Working at a coal-fired power plant with the main Norfolk & Southern tracks beside it, I rarely did see dust coming off the loaded trains when I first started. One of the older engineers said coal dust along the tracks had been an issue, but N&S had started spraying the top of the coal with, IIRC, a fine emulsion of water/mineral oil. But only when necessary — when the coal was particularly dry or fine. Occasionally they’d “miss” a train or two, but as time went on they got it right & the dust would never be seen.

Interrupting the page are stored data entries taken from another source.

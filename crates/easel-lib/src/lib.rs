//! Notification client for the Easel art community.
//!
//! Polls the server for the unread count and the notification list, and
//! keeps the bell's read state consistent when the user marks things read.

pub mod api;
pub mod auth;
pub mod config;
pub mod error;
pub mod models;
pub mod render;
pub mod sync;

pub use api::{NotificationGateway, NotificationSource, SessionState};
pub use config::ClientConfig;
pub use error::{GatewayError, GatewayResult};
pub use sync::NotificationCenter;
pub mod center;
pub mod coordinator;
pub mod counter;
pub mod generation;
pub mod list_store;
pub mod poller;

#[cfg(test)]
pub(crate) mod testing;

pub use center::NotificationCenter;
pub use coordinator::{OpenOutcome, ReadStateCoordinator};
pub use counter::{CounterSnapshot, UnreadCounter};
pub use list_store::{ListSnapshot, NotificationListStore};
pub use poller::{PollOutcome, PollerHandle};
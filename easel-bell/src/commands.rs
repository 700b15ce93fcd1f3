use easel_lib::models::NotificationId;
use thiserror::Error;

pub const HELP: &str = "\
Commands:
  open            toggle the notification panel (marks all read when opening)
  close           close the panel
  mark            mark all notifications as read
  read <id>       mark one notification as read
  list            show the notification list
  refresh         poll the server now
  status          print the bell state as JSON
  login <token>   store a credential and start polling
  logout          clear the credential and stop polling
  help            show this message
  quit            exit";

#[derive(Debug, Clone, PartialEq, Eq)]
pub enum BellCommand {
    Open,
    Close,
    MarkAll,
    Read(NotificationId),
    List,
    Refresh,
    Status,
    Login(String),
    Logout,
    Help,
    Quit,
}

#[derive(Debug, Error, PartialEq, Eq)]
pub enum CommandError {
    #[error("Unknown command: {0} (try `help`)")]
    Unknown(String),
    #[error("`{0}` needs an argument")]
    MissingArgument(&'static str),
}

/// Parse one input line. Blank lines yield `Ok(None)`.
pub fn parse(line: &str) -> Result<Option<BellCommand>, CommandError> {
    let mut parts = line.split_whitespace();
    let Some(verb) = parts.next() else {
        return Ok(None);
    };
    let arg = parts.next();

    let command = match verb.to_lowercase().as_str() {
        "open" | "bell" => BellCommand::Open,
        "close" => BellCommand::Close,
        "mark" | "mark-all" => BellCommand::MarkAll,
        "read" => BellCommand::Read(NotificationId::from(
            arg.ok_or(CommandError::MissingArgument("read"))?,
        )),
        "list" | "ls" => BellCommand::List,
        "refresh" => BellCommand::Refresh,
        "status" => BellCommand::Status,
        "login" => BellCommand::Login(arg.ok_or(CommandError::MissingArgument("login"))?.to_string()),
        "logout" => BellCommand::Logout,
        "help" | "?" => BellCommand::Help,
        "quit" | "exit" => BellCommand::Quit,
        other => return Err(CommandError::Unknown(other.to_string())),
    };
    Ok(Some(command))
}
//! Notification list store
//!
//! Keeps the dropdown's notification list. Each successful poll replaces the
//! list wholesale; a failed poll keeps whatever was there. The list is polled
//! on its own timer and can briefly disagree with the unread counter.

use crate::api::NotificationSource;
use crate::config::ClientConfig;
use crate::error::GatewayError;
use crate::models::Notification;
use crate::sync::generation::{GenerationGate, Ticket};
use crate::sync::poller::{spawn_poller, BoxFuture, PollOutcome, PollTask, PollerHandle};
use chrono::{DateTime, Utc};
use std::collections::BTreeSet;
use std::sync::{Arc, Mutex, MutexGuard, PoisonError, Weak};
use std::time::Duration;
use tokio::sync::watch;

#[derive(Debug, Clone, Default, PartialEq)]
pub struct ListSnapshot {
    pub items: Vec<Notification>,
    pub is_loading: bool,
    pub last_updated: Option<DateTime<Utc>>,
}

impl ListSnapshot {
    /// Unread items in this page. Not the same thing as the unread counter,
    /// which covers every notification and is polled separately.
    pub fn unread_in_page(&self) -> usize {
        self.items.iter().filter(|n| !n.is_read).count()
    }
}

struct ListState {
    snapshot: ListSnapshot,
    gate: GenerationGate,
    in_flight: BTreeSet<Ticket>,
    poller: Option<PollerHandle>,
}

struct ListInner {
    source: Arc<dyn NotificationSource>,
    state: Mutex<ListState>,
    updates: watch::Sender<ListSnapshot>,
    interval: Duration,
    page_size: u32,
}

impl ListInner {
    fn state(&self) -> MutexGuard<'_, ListState> {
        self.state.lock().unwrap_or_else(PoisonError::into_inner)
    }
}

#[derive(Clone)]
pub struct NotificationListStore {
    inner: Arc<ListInner>,
}

impl NotificationListStore {
    pub fn new(source: Arc<dyn NotificationSource>, config: &ClientConfig) -> Self {
        Self::with_timing(source, config.list_poll_interval(), config.page_size)
    }

    pub fn with_timing(source: Arc<dyn NotificationSource>, interval: Duration, page_size: u32) -> Self {
        let (updates, _) = watch::channel(ListSnapshot::default());
        Self {
            inner: Arc::new(ListInner {
                source,
                state: Mutex::new(ListState {
                    snapshot: ListSnapshot::default(),
                    gate: GenerationGate::new(),
                    in_flight: BTreeSet::new(),
                    poller: None,
                }),
                updates,
                interval,
                page_size,
            }),
        }
    }

    pub fn snapshot(&self) -> ListSnapshot {
        self.inner.state().snapshot.clone()
    }

    pub fn items(&self) -> Vec<Notification> {
        self.snapshot().items
    }

    pub fn is_loading(&self) -> bool {
        self.inner.state().snapshot.is_loading
    }

    pub fn subscribe(&self) -> watch::Receiver<ListSnapshot> {
        self.inner.updates.subscribe()
    }

    pub fn is_active(&self) -> bool {
        self.inner
            .state()
            .poller
            .as_ref()
            .map(|p| !p.is_stopped())
            .unwrap_or(false)
    }

    pub fn activate(&self) {
        let mut state = self.inner.state();
        if state.poller.as_ref().is_some_and(|p| !p.is_stopped()) {
            return;
        }
        state.gate.reopen();
        let task = Arc::new(ListPoll {
            inner: Arc::downgrade(&self.inner),
        });
        state.poller = Some(spawn_poller(task, self.inner.interval));
        log::debug!("[NotificationList] Activated");
    }

    pub fn deactivate(&self) {
        let (poller, snapshot) = {
            let mut state = self.inner.state();
            state.gate.close();
            state.in_flight.clear();
            state.snapshot.is_loading = false;
            (state.poller.take(), state.snapshot.clone())
        };
        drop(poller);
        self.inner.updates.send_replace(snapshot);
        log::debug!("[NotificationList] Deactivated");
    }

    /// Fetch the list now. Failures never escape; they are reported through
    /// the outcome and the previous items stay in place.
    pub async fn refresh(&self) -> PollOutcome {
        poll(self.inner.clone()).await
    }
}

struct ListPoll {
    inner: Weak<ListInner>,
}

impl PollTask for ListPoll {
    fn name(&self) -> String {
        "notification-list".to_string()
    }

    fn poll(&self) -> BoxFuture<'static, PollOutcome> {
        let inner = self.inner.clone();
        Box::pin(async move {
            match inner.upgrade() {
                Some(inner) => poll(inner).await,
                None => PollOutcome::Detached,
            }
        })
    }
}

async fn poll(inner: Arc<ListInner>) -> PollOutcome {
    let ticket = {
        let mut state = inner.state();
        let ticket = state.gate.issue();
        state.in_flight.insert(ticket);
        state.snapshot.is_loading = true;
        inner.updates.send_replace(state.snapshot.clone());
        ticket
    };

    let result = inner.source.fetch_page(inner.page_size, 0).await;

    let mut state = inner.state();
    if !state.in_flight.remove(&ticket) {
        // torn down while the request was outstanding
        return PollOutcome::Discarded;
    }
    state.snapshot.is_loading = !state.in_flight.is_empty();

    let outcome = match result {
        Ok(items) => {
            if state.gate.admit(ticket) {
                log::debug!("[NotificationList] Loaded {} notifications", items.len());
                state.snapshot.items = items;
                state.snapshot.last_updated = Some(Utc::now());
                PollOutcome::Applied
            } else {
                log::debug!("[NotificationList] Dropping out-of-order response");
                PollOutcome::Discarded
            }
        }
        Err(e) if e.is_session_ending() => {
            log::warn!("[NotificationList] Session ended, stopping list polling");
            PollOutcome::SessionEnded
        }
        Err(GatewayError::MissingCredential) => PollOutcome::Failed,
        Err(e) => {
            log::error!("[NotificationList] Failed to fetch notifications: {}", e);
            PollOutcome::Failed
        }
    };

    inner.updates.send_replace(state.snapshot.clone());
    outcome
}
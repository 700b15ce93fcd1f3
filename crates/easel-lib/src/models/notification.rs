use chrono::{DateTime, Utc};
use serde::{Deserialize, Deserializer, Serialize};
use std::fmt;

/// Opaque server-assigned notification identifier.
///
/// The server currently sends integers, but nothing on the client relies on
/// that, so both JSON numbers and strings are accepted and kept as text.
#[derive(Serialize, Debug, Clone, PartialEq, Eq, Hash)]
#[serde(transparent)]
pub struct NotificationId(String);

impl NotificationId {
    pub fn new(id: impl Into<String>) -> Self {
        NotificationId(id.into())
    }

    pub fn as_str(&self) -> &str {
        &self.0
    }
}

impl fmt::Display for NotificationId {
    fn fmt(&self, f: &mut fmt::Formatter) -> fmt::Result {
        write!(f, "{}", self.0)
    }
}

impl From<i64> for NotificationId {
    fn from(id: i64) -> Self {
        NotificationId(id.to_string())
    }
}

impl From<&str> for NotificationId {
    fn from(id: &str) -> Self {
        NotificationId(id.to_string())
    }
}

impl<'de> Deserialize<'de> for NotificationId {
    fn deserialize<D>(deserializer: D) -> Result<Self, D::Error>
    where
        D: Deserializer<'de>,
    {
        #[derive(Deserialize)]
        #[serde(untagged)]
        enum RawId {
            Int(i64),
            Text(String),
        }

        Ok(match RawId::deserialize(deserializer)? {
            RawId::Int(n) => NotificationId::from(n),
            RawId::Text(s) => NotificationId(s),
        })
    }
}

/// Kind of event a notification describes.
///
/// The set is open: anything the client does not know about is carried as
/// `Other` so it can still be listed with a generic icon.
#[derive(Serialize, Deserialize, Debug, Clone, PartialEq, Eq, Hash)]
#[serde(from = "String", into = "String")]
pub enum NotificationKind {
    Follow,
    Reaction,
    Comment,
    Other(String),
}

impl From<String> for NotificationKind {
    fn from(s: String) -> Self {
        match s.to_lowercase().as_str() {
            "follow" => NotificationKind::Follow,
            // post_reaction is what the backend stores
            "reaction" | "post_reaction" => NotificationKind::Reaction,
            "comment" => NotificationKind::Comment,
            _ => NotificationKind::Other(s),
        }
    }
}

impl From<&str> for NotificationKind {
    fn from(s: &str) -> Self {
        NotificationKind::from(s.to_string())
    }
}

impl From<NotificationKind> for String {
    fn from(kind: NotificationKind) -> Self {
        kind.to_string()
    }
}

impl fmt::Display for NotificationKind {
    fn fmt(&self, f: &mut fmt::Formatter) -> fmt::Result {
        match self {
            NotificationKind::Follow => write!(f, "follow"),
            NotificationKind::Reaction => write!(f, "reaction"),
            NotificationKind::Comment => write!(f, "comment"),
            NotificationKind::Other(s) => write!(f, "{}", s),
        }
    }
}

/// A single notification as returned by `/notifications/with-details`.
#[derive(Serialize, Deserialize, Debug, Clone, PartialEq)]
pub struct Notification {
    pub id: NotificationId,
    #[serde(rename = "type")]
    pub kind: NotificationKind,
    pub message: String,
    pub timestamp: DateTime<Utc>,
    pub is_read: bool,
    /// Username of the actor that triggered the event
    #[serde(default)]
    pub username: Option<String>,
}

#[derive(Serialize, Deserialize, Debug, Clone)]
pub struct NotificationListResponse {
    pub notifications: Vec<Notification>,
}

#[derive(Serialize, Deserialize, Debug, Clone)]
pub struct UnreadCountResponse {
    pub unread_count: u64,
}

/// Acknowledgement body of the mark-read endpoints.
#[derive(Serialize, Deserialize, Debug, Clone, PartialEq)]
pub struct MarkReadAck {
    #[serde(default = "default_success")]
    pub success: bool,
    #[serde(default)]
    pub message: Option<String>,
}

fn default_success() -> bool {
    true
}

impl Default for MarkReadAck {
    fn default() -> Self {
        Self {
            success: true,
            message: None,
        }
    }
}
use std::future::Future;
use std::pin::Pin;
use std::sync::Arc;
use std::time::Duration;
use tokio::sync::watch;
use tokio::task::JoinHandle;
use tokio::time::MissedTickBehavior;

pub type BoxFuture<'a, T> = Pin<Box<dyn Future<Output = T> + Send + 'a>>;

/// Result of a single poll, as far as the polling loop cares.
#[derive(Debug, Clone, Copy, PartialEq, Eq)]
pub enum PollOutcome {
    /// Response applied to local state
    Applied,
    /// Response arrived but was stale or the owner was torn down
    Discarded,
    /// Request failed; previous state kept
    Failed,
    /// Server rejected the credential; stop polling for this session
    SessionEnded,
    /// Owner no longer exists
    Detached,
}

impl PollOutcome {
    fn halts_polling(self) -> bool {
        matches!(self, PollOutcome::SessionEnded | PollOutcome::Detached)
    }
}

/// Something that can be polled on a timer.
pub trait PollTask: Send + Sync + 'static {
    fn name(&self) -> String;
    /// Issue one poll. The returned future must not borrow `self`, so a
    /// slow request never holds up the timer.
    fn poll(&self) -> BoxFuture<'static, PollOutcome>;
}

/// Cancellation token shared between a poller loop and its in-flight polls.
#[derive(Clone)]
pub struct CancelToken {
    rx: watch::Receiver<bool>,
}

impl CancelToken {
    pub fn is_cancelled(&self) -> bool {
        *self.rx.borrow()
    }
}

/// Owns a running poll loop. Stopping (or dropping) the handle cancels the
/// interval before returning.
pub struct PollerHandle {
    name: String,
    cancel_tx: Arc<watch::Sender<bool>>,
    join: Option<JoinHandle<()>>,
}

impl PollerHandle {
    pub fn name(&self) -> &str {
        &self.name
    }

    pub fn token(&self) -> CancelToken {
        CancelToken {
            rx: self.cancel_tx.subscribe(),
        }
    }

    /// True once the loop has been cancelled, either by `stop` or because a
    /// poll ended the session.
    pub fn is_stopped(&self) -> bool {
        *self.cancel_tx.borrow()
    }

    pub fn stop(&mut self) {
        self.cancel_tx.send_replace(true);
        if let Some(join) = self.join.take() {
            join.abort();
            log::debug!("[poller] Stopped {}", self.name);
        }
    }
}

impl Drop for PollerHandle {
    fn drop(&mut self) {
        self.stop();
    }
}

/// Poll `task` immediately and then every `every`.
///
/// Each tick runs its poll as a separate task so a hung request only delays
/// its own effect. A poll reporting `SessionEnded` or `Detached` cancels the
/// loop.
pub fn spawn_poller(task: Arc<dyn PollTask>, every: Duration) -> PollerHandle {
    let (cancel_tx, mut cancel_rx) = watch::channel(false);
    let cancel_tx = Arc::new(cancel_tx);
    let halt = cancel_tx.clone();
    let name = task.name();
    let loop_name = name.clone();

    let join = tokio::spawn(async move {
        let mut ticker = tokio::time::interval(every);
        ticker.set_missed_tick_behavior(MissedTickBehavior::Delay);
        log::debug!("[poller] Started {} (every {:?})", loop_name, every);

        loop {
            if *cancel_rx.borrow() {
                break;
            }

            tokio::select! {
                biased;
                changed = cancel_rx.changed() => {
                    if changed.is_err() || *cancel_rx.borrow() {
                        break;
                    }
                }
                _ = ticker.tick() => {
                    let poll = task.poll();
                    let halt = halt.clone();
                    let name = loop_name.clone();
                    tokio::spawn(async move {
                        let outcome = poll.await;
                        if outcome.halts_polling() {
                            log::warn!("[poller] Halting {}: {:?}", name, outcome);
                            halt.send_replace(true);
                        }
                    });
                }
            }
        }

        log::debug!("[poller] Loop for {} exited", loop_name);
    });

    PollerHandle {
        name,
        cancel_tx,
        join: Some(join),
    }
}
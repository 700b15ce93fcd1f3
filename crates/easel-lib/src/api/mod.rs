use crate::error::GatewayResult;
use crate::models::{MarkReadAck, Notification, NotificationId};
use async_trait::async_trait;

pub mod notifications;

pub use notifications::{NotificationGateway, SessionState};

/// Server operations the pollers and the read-state coordinator depend on.
///
/// [`NotificationGateway`] is the production implementation; tests drive the
/// sync layer through scripted sources instead.
#[async_trait]
pub trait NotificationSource: Send + Sync {
    async fn fetch_page(&self, limit: u32, offset: u32) -> GatewayResult<Vec<Notification>>;
    async fn unread_count(&self) -> GatewayResult<u64>;
    async fn mark_read(&self, id: &NotificationId) -> GatewayResult<MarkReadAck>;
    async fn mark_all_read(&self) -> GatewayResult<MarkReadAck>;
}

Like others have remarked, the “evidence” is the trackbed. One really couldn’t see any blackness in the crushed-limestone bed. If there was some coal dust there, the amount was negligible.
A more concerning problem was coal spillage out of poor-fitting hopper doors (and even holes in the car-sides, which were often plugged during loading by straw!), but eventually most of the oldest coal-cars had been replaced by newer, better rolling stock, most of them aluminum-sided instead of steel.
lol.
The four horse men of the apocalypse have been struggling to keep up since we invented mechanized transport and burning coal to generate electricity. That’s one reason why there are now more than seven billion of us.
obzerver @ur momisugly 5:20 am 7/18
the reference is to the original post back in 2009
try observing a little more and you might find the scam absolutely!
We used to have a cement kiln in my home town, so I know if those trains were leaking dust in the amounts suggested, it would be brutally obvious.
How long will these people be able to get away with just making stuff up ? I grew up near a coal producing area and know all about coal trains – there was no dust along the tracks , at least not enough to notice . About the only time coal dust could be an issue would be during the loading and unloading processes , not during transit .
@Gitte G.:
Time for the powers of reason and deduction that you apply to climate science to catch up with your understanding of history.